Cuma gününün erken saatlerinde ekonomi sitelerinde TL’deki değer kaybını Erdoğan’ın Golan Tepeleri’yle ilgili çıkışına bağlayan açıklamalar dönüyordu. Erdoğan, “Amerika Başkanı'nın Golan Tepeleri’yle talihsiz açıklaması bölgeyi yeni bir krizin, yeni bir gerilimin eşiğine getirmiştir. Golan Tepeleri'nin işgalinin meşrulaştırılmasına asla izin vermeyiz, veremeyiz" demiş; S400 füzeleri meselesi nedeniyle zaten tedirgin olan piyasalar bunu Türkiye ile Amerika arasındaki yeni bir krizin ateşleyicisi olarak algılamıştı...
Ama akşama doğru uluslararası yayın organları ve yatırım kuruluşları, TL’deki değer kaybına ilişkin farklı senaryolardan söz eden haberler ve raporlar geçmeye başladılar. Meselenin Golan’dan ibaret olmadığı anlaşılıyordu. 3 ayrı gerekçeden söz ediliyordu…
1. Merkez Bankası rezervlerindeki esrarengiz erime
TL’nin değerindeki sert düşüşün bundan kaynaklanabileceğini söyleyen, uluslararası haber ajansı ve televizyonu/sitesi Bloomberg’di. (https://www.bloomberg.com/news/articles/2019-03-21/turkish-central-bank-reserves-drop-unexpectedly-in-march) Merkez Bankası’nın rezervlerinde Mart’ın ilk 2 haftasında 6.3 milyar dolarlık azalma yaşandığı zaten açıklanmıştı. Böylece net rezervler 28 milyar dolara düşmüştü. Bloomberg’e göre piyasalar rezervlerdeki esrarengiz düşüşü, Merkez Bankası’nın TL’yi desteklemek için dolar satıyor olmasına bağlıyordu. Japon yatırım bankası Nomura’nın Londra ofisinde görev yapan Henrik Gullberg, Bloomberg’e, “Dış borç ödemeleri rezervlerdeki düşüşü açıklayamadığına göre piyasalar müdahale yapıldığını varsayıyor” demişti. (Müdahale kelimesi ile kast edilen Merkez Bankası’nın dolar satıp TL alması...) Ekonomist Haluk Bürümcekçi de, “Eğer 15 Mart haftasındaki düşüş BOTAŞ ile ilgili değilse yetkililer ne olduğunu açıklamalı” diyordu. (Bürümcekçi, Merkez Bankası’nın, Rusya’dan doğal gaz ithal eden BOTAŞ’a zaman zaman dolar satmasını kastediyor.)

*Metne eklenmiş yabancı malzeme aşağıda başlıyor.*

//! Core types for the Task Manager API.

use chrono::{DateTime, Utc};
use serde::{Deserialize, Deserializer, Serialize};
use std::fmt;
use uuid::Uuid;

/// Identifier of a stored task.
///
/// Ids are UUID v7 values rendered in their hyphenated form. A `TaskId` can
/// only be obtained from the store or by parsing, so a malformed id never
/// reaches a query.
#[derive(Debug, Clone, Copy, PartialEq, Eq, Hash, Serialize)]
#[serde(transparent)]
pub struct TaskId(Uuid);

impl TaskId {
    /// Generate a fresh, time-ordered id.
    pub fn generate() -> Self {
        Self(Uuid::now_v7())
    }

    /// Parse an id supplied by a caller. Only the canonical lowercase
    /// hyphenated form is accepted, so each task has exactly one id string.
    pub fn parse(raw: &str) -> Option<Self> {
        let id = Uuid::try_parse(raw).ok()?;
        (id.hyphenated().to_string() == raw).then_some(Self(id))
    }
}

impl fmt::Display for TaskId {
    fn fmt(&self, f: &mut fmt::Formatter<'_>) -> fmt::Result {
        write!(f, "{}", self.0.hyphenated())
    }
}

/// A task as stored and as returned by the API.
#[derive(Debug, Clone, PartialEq, Serialize)]
#[serde(rename_all = "camelCase")]
pub struct Task {
    #[serde(rename = "_id")]
    pub id: TaskId,
    pub title: String,
    /// SHA-256 of the title. Internal only.
    #[serde(skip)]
    pub title_hash: String,
    pub description: Option<String>,
    pub completed: bool,
    pub created_at: DateTime<Utc>,
    pub updated_at: DateTime<Utc>,
}

/// Fields accepted when creating a task.
#[derive(Debug, Clone, Default)]
pub struct NewTask {
    pub title: String,
    pub description: Option<String>,
    pub completed: bool,
}

impl NewTask {
    pub fn new(title: impl Into<String>) -> Self {
        Self {
            title: title.into(),
            ..Default::default()
        }
    }

    pub fn with_description(mut self, description: impl Into<String>) -> Self {
        self.description = Some(description.into());
        self
    }

    pub fn with_completed(mut self, completed: bool) -> Self {
        self.completed = completed;
        self
    }
}

/// A partial update. `None` leaves a field untouched.
///
/// `description` distinguishes "absent" (`None`) from "cleared"
/// (`Some(None)`).
#[derive(Debug, Clone, Default, PartialEq)]
pub struct TaskPatch {
    pub title: Option<String>,
    pub description: Option<Option<String>>,
    pub completed: Option<bool>,
}

/// Deserialize a field that may be absent, `null`, or a value into
/// `Option<Option<T>>`. Use together with `#[serde(default)]`.
pub fn deserialize_present<'de, D, T>(deserializer: D) -> Result<Option<Option<T>>, D::Error>
where
    D: Deserializer<'de>,
    T: Deserialize<'de>,
{
    Option::<T>::deserialize(deserializer).map(Some)
}

#[cfg(test)]
mod tests {
    use super::*;

    #[test]
    fn test_task_id_parse_accepts_generated_ids() {
        let id = TaskId::generate();
        assert_eq!(TaskId::parse(&id.to_string()), Some(id));
    }

    #[test]
    fn test_task_id_parse_rejects_garbage() {
        assert!(TaskId::parse("").is_none());
        assert!(TaskId::parse("not-an-id").is_none());
        assert!(TaskId::parse("507f1f77bcf86cd799439011").is_none());
    }

    #[test]
    fn test_task_id_parse_rejects_alternate_spellings() {
        let id = TaskId::generate();
        let canonical = id.to_string();
        let simple = canonical.replace('-', "");

        for alias in [
            simple,
            format!("{{{}}}", canonical),
            format!("urn:uuid:{}", canonical),
            format!(" {} ", canonical),
            canonical.to_uppercase(),
        ] {
            assert!(TaskId::parse(&alias).is_none(), "accepted {}", alias);
        }
        assert_eq!(TaskId::parse(&canonical), Some(id));
    }

    #[test]
    fn test_task_serializes_without_hash() {
        let now = Utc::now();
        let task = Task {
            id: TaskId::generate(),
            title: "Buy groceries".to_string(),
            title_hash: "abc".to_string(),
            description: None,
            completed: false,
            created_at: now,
            updated_at: now,
        };

        let json = serde_json::to_value(&task).unwrap();
        assert_eq!(json["_id"], task.id.to_string());
        assert_eq!(json["title"], "Buy groceries");
        assert!(json["description"].is_null());
        assert_eq!(json["completed"], false);
        assert!(json.get("createdAt").is_some());
        assert!(json.get("updatedAt").is_some());
        assert!(json.get("titleHash").is_none());
        assert!(json.get("title_hash").is_none());
    }

    #[test]
    fn test_deserialize_present_distinguishes_null() {
        #[derive(Deserialize)]
        struct Wrapper {
            #[serde(default, deserialize_with = "deserialize_present")]
            value: Option<Option<String>>,
        }

        let absent: Wrapper = serde_json::from_str("{}").unwrap();
        assert_eq!(absent.value, None);

        let null: Wrapper = serde_json::from_str(r#"{"value": null}"#).unwrap();
        assert_eq!(null.value, Some(None));

        let set: Wrapper = serde_json::from_str(r#"{"value": "x"}"#).unwrap();
        assert_eq!(set.value, Some(Some("x".to_string())));
    }
}
//! Task Manager API Library
//!
//! This module exports the core components for testing and integration.

pub mod cli;
pub mod config;
pub mod db;
pub mod error;
pub mod logging;
pub mod server;
pub mod types;
pub mod validation;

Bloomberg’in haberine Merkez Bankası’nın yanıtı yine Bloomberg üzerinden geldi. İsmi açıklanmayan bir Merkez Bankası yetkilisi Bloomberg’e, açıklanan rezerv rakamları ile ilgili olağandışı bir durum olmadığını, TCMB’nin rezerv biriktirme politikasının devam ettiğini söylüyordu. (https://www.paraanaliz.com/2019/doviz/esrarengiz-rezerv-dususune-tcmb-aciklamasi-yabanci-yatirimcilar-ikna-oldu-mu-31446/)

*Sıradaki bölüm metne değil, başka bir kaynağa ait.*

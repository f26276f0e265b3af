//! Context (tenant) naming and qualified-subject parsing.
//!
//! A context is a namespace: schema ids, subjects, configs, and modes all
//! live strictly within one context. Names are case-sensitive and compared
//! byte-exact everywhere they appear in keys.

/// The default context every unqualified subject lives in.
pub const DEFAULT_CONTEXT: &str = ".";

/// The subject name under which context-global config and mode are stored.
pub const GLOBAL_SUBJECT: &str = "";

/// Returns `true` when `ctx` is the default context.
pub fn is_default_context(ctx: &str) -> bool {
    ctx == DEFAULT_CONTEXT
}

/// Split a possibly context-qualified subject into `(context, subject)`.
///
/// Clients may address a context inline with the `:.ctx:subject` syntax.
/// An empty context segment (`:.:subject`) selects the default context, as
/// does any subject without the qualifier.
pub fn split_qualified_subject(subject: &str) -> (String, String) {
    if let Some(rest) = subject.strip_prefix(":.") {
        if let Some((ctx, subj)) = rest.split_once(':') {
            let ctx = if ctx.is_empty() {
                DEFAULT_CONTEXT.to_string()
            } else {
                ctx.to_string()
            };
            return (ctx, subj.to_string());
        }
    }
    (DEFAULT_CONTEXT.to_string(), subject.to_string())
}

/// Render a `(context, subject)` pair back into qualified form.
pub fn qualify_subject(ctx: &str, subject: &str) -> String {
    if is_default_context(ctx) {
        subject.to_string()
    } else {
        format!(":.{ctx}:{subject}")
    }
}

#[cfg(test)]
mod tests {
    use super::*;

    #[test]
    fn unqualified_subject_lands_in_default_context() {
        let (ctx, subj) = split_qualified_subject("users-value");
        assert_eq!(ctx, DEFAULT_CONTEXT);
        assert_eq!(subj, "users-value");
    }

    #[test]
    fn qualified_subject_carries_its_context() {
        let (ctx, subj) = split_qualified_subject(":.staging:users-value");
        assert_eq!(ctx, "staging");
        assert_eq!(subj, "users-value");
    }

    #[test]
    fn empty_qualifier_is_the_default_context() {
        let (ctx, subj) = split_qualified_subject(":.:orders");
        assert_eq!(ctx, DEFAULT_CONTEXT);
        assert_eq!(subj, "orders");
    }

    #[test]
    fn context_names_are_case_sensitive() {
        let (lower, _) = split_qualified_subject(":.dev:s");
        let (upper, _) = split_qualified_subject(":.DEV:s");
        assert_ne!(lower, upper);
    }

    #[test]
    fn qualify_roundtrip() {
        assert_eq!(qualify_subject(DEFAULT_CONTEXT, "orders"), "orders");
        assert_eq!(qualify_subject("dev", "orders"), ":.dev:orders");
        let (ctx, subj) = split_qualified_subject(&qualify_subject("dev", "orders"));
        assert_eq!((ctx.as_str(), subj.as_str()), ("dev", "orders"));
    }
}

2. Kamu bankalarının dolar alımına ara vermesi
Bu tez, Financial Times gazetesine ait. (https://www.ft.com/content/c7d41362-4cac-11e9-bbc9-6917dce3dc62) Financial Times’in görüştüğü yatırım uzmanları düşüşün 2 nedeni olduğunu söylüyordu. 1) Cuma günü Almanya ve Fransa açıklanan imalat sanayi tedarik yöneticileri endeksi veya resmi adıyla “PMI”ın, Şubat ayına göre daha kötü gelmesi. Bu durum dünya ekonomisine dair kaygıları artırmıştı. 2) TL’yi desteklemek için bir süredir dolar satan kamu bankalarının piyasadan çekilmesi. Yatırım bankası JP Morgan’dan Roger Hallam, (“Para Birimleri Baş Yatırım Görevlisi” gibi havalı bir unvanı da var), “Bugün devlet bankalarının dolar satan tek yer olmasının sürdürülemezliği ortaya çıktı” diyordu.
3. Merkez Bankası’nın faiz artırımına gitmeye çekinmesi
Bu tez de uluslararası yatırım kuruluşu Capital Economics’e ait. Capital Economics, dün akşam saatlerinde müşterilerine geçtiği raporda, Merkez Bankası’nın TL’yi desteklemek için bu tür durumlarda hep yapıldığı gibi direkt faiz artırımına gitmek yerine dolambaçlı yolu tercih ederek “faiz koridorunu” uygulamaya sokmasının piyasalarda güven sorunu yarattığını söylüyordu. Merkez Bankası dün, TL’yi desteklemek için repo ihalelerini ertelediğini açıklamıştı. Bu, örtülü bir faiz artırımı anlamına geliyordu. Zira Merkez Bankası faiz seviyesi yüzde 24’te bulunan repo ihalelerine ara verince bankalar faiz seviyesi yüzde 25.5 olan gecelik borçlanmaya yönelecekti. Capital Economics’e göre Merkez Bankası’nın para politikasını sıkılaştırmak için faiz artırmak yerine “arkadan dolaşması”, piyasalar tarafından kuruluşun güvenilirliğine ve bağımsızlığına dair yeni bir olumsuz işaret olarak algılanmıştı…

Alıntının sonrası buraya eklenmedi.